Task goal: Your response must be made up of each line in the data below that contains the string "short".

### Dataset content ###

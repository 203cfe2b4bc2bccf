//! Client-side validation of the auth forms.
//!
//! Each field reports at most one error, the first rule it breaks, in the
//! order the rules are listed.

use crate::i18n::MessageKey;
use regex::Regex;
use serde::Serialize;
use std::sync::OnceLock;

pub const PASSWORD_MIN_LENGTH: usize = 8;

/// UAE mobile: `+971` or `0`, then `5x`, then 3 and 4 digits, optionally
/// separated by single spaces. Digits are ASCII only; `\d` would also match
/// Arabic-Indic digits.
const UAE_MOBILE_PATTERN: &str = r"^(\+971|0)(5[0-9])\s?[0-9]{3}\s?[0-9]{4}$";

const EMAIL_PATTERN: &str = r"^[^\s@]+@[^\s@]+\.[^\s@]+$";

fn uae_mobile_regex() -> &'static Regex {
    static RE: OnceLock<Regex> = OnceLock::new();
    RE.get_or_init(|| Regex::new(UAE_MOBILE_PATTERN).expect("UAE mobile pattern is valid"))
}

fn email_regex() -> &'static Regex {
    static RE: OnceLock<Regex> = OnceLock::new();
    RE.get_or_init(|| Regex::new(EMAIL_PATTERN).expect("email pattern is valid"))
}

pub fn is_valid_phone(phone: &str) -> bool {
    uae_mobile_regex().is_match(phone)
}

pub fn is_valid_email(email: &str) -> bool {
    email_regex().is_match(email)
}

/// Form fields that can carry an error.
#[derive(Debug, Clone, Copy, PartialEq, Eq, Hash, Serialize)]
#[serde(rename_all = "snake_case")]
pub enum Field {
    FullName,
    Email,
    Phone,
    Password,
}

impl Field {
    pub fn as_str(&self) -> &'static str {
        match self {
            Field::FullName => "full_name",
            Field::Email => "email",
            Field::Phone => "phone",
            Field::Password => "password",
        }
    }
}

#[derive(Debug, Clone, Copy, PartialEq, Eq, Serialize)]
pub struct FieldError {
    pub field: Field,
    pub message: MessageKey,
}

impl FieldError {
    fn new(field: Field, message: MessageKey) -> Self {
        Self { field, message }
    }
}

/// Registration form input.
#[derive(Debug, Clone, Default, PartialEq, Eq)]
pub struct RegisterForm {
    pub full_name: String,
    pub email: String,
    pub phone: String,
    pub password: String,
}

/// Login form input, shared by the customer and admin pages.
#[derive(Debug, Clone, Default, PartialEq, Eq)]
pub struct LoginForm {
    pub email: String,
    pub password: String,
}

fn check_email(email: &str, errors: &mut Vec<FieldError>) {
    if email.trim().is_empty() {
        errors.push(FieldError::new(Field::Email, MessageKey::EmailRequired));
    } else if !is_valid_email(email) {
        errors.push(FieldError::new(Field::Email, MessageKey::EmailInvalid));
    }
}

/// All field errors of a registration form; empty when it may be
/// submitted.
pub fn validate_register(form: &RegisterForm) -> Vec<FieldError> {
    let mut errors = Vec::new();

    if form.full_name.trim().is_empty() {
        errors.push(FieldError::new(Field::FullName, MessageKey::FullNameRequired));
    }

    check_email(&form.email, &mut errors);

    if form.phone.trim().is_empty() {
        errors.push(FieldError::new(Field::Phone, MessageKey::PhoneRequired));
    } else if !is_valid_phone(&form.phone) {
        errors.push(FieldError::new(Field::Phone, MessageKey::PhoneInvalid));
    }

    if form.password.is_empty() {
        errors.push(FieldError::new(Field::Password, MessageKey::PasswordRequired));
    } else if form.password.chars().count() < PASSWORD_MIN_LENGTH {
        errors.push(FieldError::new(Field::Password, MessageKey::PasswordMinLength));
    }

    errors
}

/// All field errors of a login form. Only presence is checked for the
/// password; the backend decides whether it is right.
pub fn validate_login(form: &LoginForm) -> Vec<FieldError> {
    let mut errors = Vec::new();

    check_email(&form.email, &mut errors);

    if form.password.is_empty() {
        errors.push(FieldError::new(Field::Password, MessageKey::PasswordRequired));
    }

    errors
}

#[cfg(test)]
mod tests {
    use super::*;

    fn valid_registration() -> RegisterForm {
        RegisterForm {
            full_name: "Omar Haddad".to_string(),
            email: "omar@example.com".to_string(),
            phone: "0501234567".to_string(),
            password: "supersecret".to_string(),
        }
    }

    #[test]
    fn test_phone_accepts_uae_mobiles() {
        assert!(is_valid_phone("+971501234567"));
        assert!(is_valid_phone("0501234567"));
        assert!(is_valid_phone("+97155 123 4567"));
        assert!(is_valid_phone("058 1234567"));
    }

    #[test]
    fn test_phone_rejects_others() {
        // Landline prefix
        assert!(!is_valid_phone("0441234567"));
        // One digit short
        assert!(!is_valid_phone("050123456"));
        assert!(!is_valid_phone("05012345678"));
        assert!(!is_valid_phone("971501234567"));
        assert!(!is_valid_phone("050  1234567"));
        // Arabic-Indic digits
        assert!(!is_valid_phone("050١٢٣٤٥٦٧"));
        assert!(!is_valid_phone("+971٥٠١٢٣٤٥٦٧"));
        assert!(!is_valid_phone(""));
    }

    #[test]
    fn test_email() {
        assert!(is_valid_email("omar@example.com"));
        assert!(is_valid_email("o.m+tag@mail.example.ae"));
        assert!(!is_valid_email("omar"));
        assert!(!is_valid_email("omar@example"));
        assert!(!is_valid_email("omar @example.com"));
    }

    #[test]
    fn test_valid_registration_has_no_errors() {
        assert!(validate_register(&valid_registration()).is_empty());
    }

    #[test]
    fn test_empty_registration_reports_required_fields() {
        let errors = validate_register(&RegisterForm::default());
        assert_eq!(
            errors,
            vec![
                FieldError::new(Field::FullName, MessageKey::FullNameRequired),
                FieldError::new(Field::Email, MessageKey::EmailRequired),
                FieldError::new(Field::Phone, MessageKey::PhoneRequired),
                FieldError::new(Field::Password, MessageKey::PasswordRequired),
            ]
        );
    }

    #[test]
    fn test_registration_format_errors() {
        let form = RegisterForm {
            full_name: "  ".to_string(),
            email: "not-an-email".to_string(),
            phone: "0441234567".to_string(),
            password: "short".to_string(),
        };

        assert_eq!(
            validate_register(&form),
            vec![
                FieldError::new(Field::FullName, MessageKey::FullNameRequired),
                FieldError::new(Field::Email, MessageKey::EmailInvalid),
                FieldError::new(Field::Phone, MessageKey::PhoneInvalid),
                FieldError::new(Field::Password, MessageKey::PasswordMinLength),
            ]
        );
    }

    #[test]
    fn test_password_length_boundary() {
        let mut form = valid_registration();
        form.password = "1234567".to_string();
        assert_eq!(
            validate_register(&form),
            vec![FieldError::new(Field::Password, MessageKey::PasswordMinLength)]
        );

        form.password = "12345678".to_string();
        assert!(validate_register(&form).is_empty());
    }

    #[test]
    fn test_login_validation() {
        assert!(validate_login(&LoginForm {
            email: "omar@example.com".to_string(),
            password: "x".to_string(),
        })
        .is_empty());

        assert_eq!(
            validate_login(&LoginForm::default()),
            vec![
                FieldError::new(Field::Email, MessageKey::EmailRequired),
                FieldError::new(Field::Password, MessageKey::PasswordRequired),
            ]
        );
    }

    #[test]
    fn test_field_names() {
        assert_eq!(Field::FullName.as_str(), "full_name");
        assert_eq!(Field::Password.as_str(), "password");
    }
}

###

Solution:
        // One digit short
            password: "short".to_string(),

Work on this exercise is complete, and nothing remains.